ヘンリー・ダーガー

「引きこもり」という言葉を頻繁に聞くようになったのは、ここ10年か20年のことだと思います。その前までは、「引きこもり」という言葉を聞くことは少なかった気がします。

 

引きこもっていたことで有名な人に、「ヘンリー・ダーガー」というアーチストがいます。(以下、ウィキペディアを参考に編集しています。)正式には、「ヘンリー・ジョセフ・ダーガー・ジュニア」と呼ばれていますが、正式な発音は不明のようです。

 

ヘンリー・ダーガーは、『非現実の王国で』の作者です。誰にも見せることなく、半世紀もの間、たった一人で作品を描き続け、死の直前にそれが発見され、アウトサイダー・アートの代表的な作家として評価されるようになりました。

 

ダーガーは、孤独の中に生きて、職場である病院と教会のミサに通うほかは、自宅アパートに引きこもっていました。

 

ダーガーは、19歳の時『非現実の王国で』を書き始めました。執筆は約60年間に渡り、亡くなる半年前に老人ホームに収容されるまで、誰に知られることもなく続けられました。

 

『非現実の王国で』は、グランデリニアとよばれる、子供奴隷制を持つ軍事国家と、アビエニアとよばれるカトリック国家との戦争を描き、1万5145ページに及ぶ物語です。

 

ダーガーは物語の完成後も、同じヴィヴィアン・ガールズを主人公とした続編『シカゴのおけるさらなる冒険』を執筆しはじめました。こちらも、8500頁に及ぶ長編作品であり、原稿は手書きのまま残されています。

 

ダーガーが暮らしたアパートの家主であり、芸術家でもあるネイサン・ラーナーがダーガーの持ち物を整理するために部屋を訪れたときに、300枚の挿絵と1万5145ページのテキストからなるこの物語が発見されました。

 

訪問前にラーナーが「部屋のものはどうしようか」と尋ねたときも、ダーガーは物語の存在を明かさず「何でも好きにしてくれ」と語っていたそうです。

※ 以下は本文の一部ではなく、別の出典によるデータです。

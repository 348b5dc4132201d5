use reqwest::Url;
use serde::{Deserialize, Serialize};
use tracing::debug;

use crate::endpoint::parse_endpoint;
use crate::errors::PreconditionError;

/// One published endpoint in the service catalog
#[derive(Debug, Clone, PartialEq, Eq, Serialize, Deserialize)]
pub struct CatalogEntry {
    pub service_type: String,
    pub region: String,
    pub url: String,
}

/// Service catalog returned alongside an authentication token
#[derive(Debug, Clone, Default, PartialEq, Eq, Serialize, Deserialize)]
pub struct ServiceCatalog {
    #[serde(default)]
    pub entries: Vec<CatalogEntry>,
}

impl ServiceCatalog {
    pub fn new(entries: Vec<CatalogEntry>) -> Self {
        Self { entries }
    }

    /// Find the endpoint published for `service_type` in `region`
    pub fn endpoint_for(&self, service_type: &str, region: &str) -> Result<Url, PreconditionError> {
        let entry = self
            .entries
            .iter()
            .find(|e| e.service_type == service_type && e.region == region)
            .ok_or_else(|| {
                debug!(service_type, region, "No catalog entry");
                PreconditionError::endpoint_not_found(format!(
                    "no '{}' endpoint in region '{}'",
                    service_type, region
                ))
            })?;

        parse_endpoint(&entry.url)
    }
}

/// How the client authenticates
#[derive(Debug, Clone, PartialEq, Eq)]
pub enum AuthMode {
    /// Token with the catalog it was issued with
    Token {
        token: String,
        catalog: ServiceCatalog,
    },
    /// Pre-issued token and nothing else
    BareToken(String),
    /// No authentication
    Anonymous,
}

impl AuthMode {
    /// Resolve a service endpoint through the token's catalog
    pub fn lookup_endpoint(&self, service_type: &str, region: &str) -> Result<Url, PreconditionError> {
        match self {
            Self::Token { catalog, .. } => catalog.endpoint_for(service_type, region),
            Self::BareToken(_) => Err(PreconditionError::no_token_lookup(
                "a bare token carries no service catalog; set an explicit endpoint",
            )),
            Self::Anonymous => Err(PreconditionError::no_token_lookup(
                "anonymous access cannot look up endpoints; set an explicit endpoint",
            )),
        }
    }
}
//! The on-disk cache of the reference dictionary.

use crate::dictionary::ReferenceDictionary;
use eyre::WrapErr;
use std::{
    fs::{self, File},
    io::{BufReader, BufWriter, Write},
    path::{Path, PathBuf},
};

/// Where the dictionary and the license of its source are cached.
#[derive(Debug, Clone)]
pub struct CachePaths {
    pub dictionary: PathBuf,
    pub license: PathBuf,
}

impl CachePaths {
    /// `kanjidata.json` and `kanjidata.license.html` in the given directory.
    pub fn in_dir(dir: &Path) -> Self {
        Self {
            dictionary: dir.join("kanjidata.json"),
            license: dir.join("kanjidata.license.html"),
        }
    }
}

pub fn read(path: &Path) -> eyre::Result<ReferenceDictionary> {
    let file = File::open(path)
        .wrap_err_with(|| format!("Failed to open cache at '{}'", path.display()))?;
    let dictionary = serde_json::from_reader(BufReader::new(file))
        .wrap_err_with(|| format!("Failed to deserialize cache at '{}'", path.display()))?;
    Ok(dictionary)
}

pub fn write(path: &Path, dictionary: &ReferenceDictionary) -> eyre::Result<()> {
    create_parent(path)?;
    let file = File::create(path)
        .wrap_err_with(|| format!("Failed to create cache at '{}'", path.display()))?;
    let mut writer = BufWriter::new(file);
    serde_json::to_writer_pretty(&mut writer, dictionary)?;
    writer.flush()?;
    Ok(())
}

pub fn write_license(path: &Path, license: &str) -> eyre::Result<()> {
    create_parent(path)?;
    fs::write(path, license)
        .wrap_err_with(|| format!("Failed to write license to '{}'", path.display()))?;
    Ok(())
}

fn create_parent(path: &Path) -> eyre::Result<()> {
    if let Some(parent) = path.parent() {
        fs::create_dir_all(parent)
            .wrap_err_with(|| format!("Failed to create directory '{}'", parent.display()))?;
    }
    Ok(())
}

亡くなった時には、焼却することを希望していたらしい。

 

ダーガーは、60年もの間、『非現実の王国で』を書き続けました。この小説は、世界一長い小説と言われています。あまりに長すぎて、これまで、全文が刊行されたことがありません。

 

60年もの間、一つの小説を書くのは、すごい。それを、世の中に出そうとしなかったのも、すごいと思う。ダーガーは、自分の内なる世界に住んでいたのでしょう。

 

エネルギーを内に向けて発散する人もいるし、外に向けて発散する人もいます。人それぞれ、エネルギーを発散する方向は違うけど、その人が幸せだったら、それでいいんじゃないかな。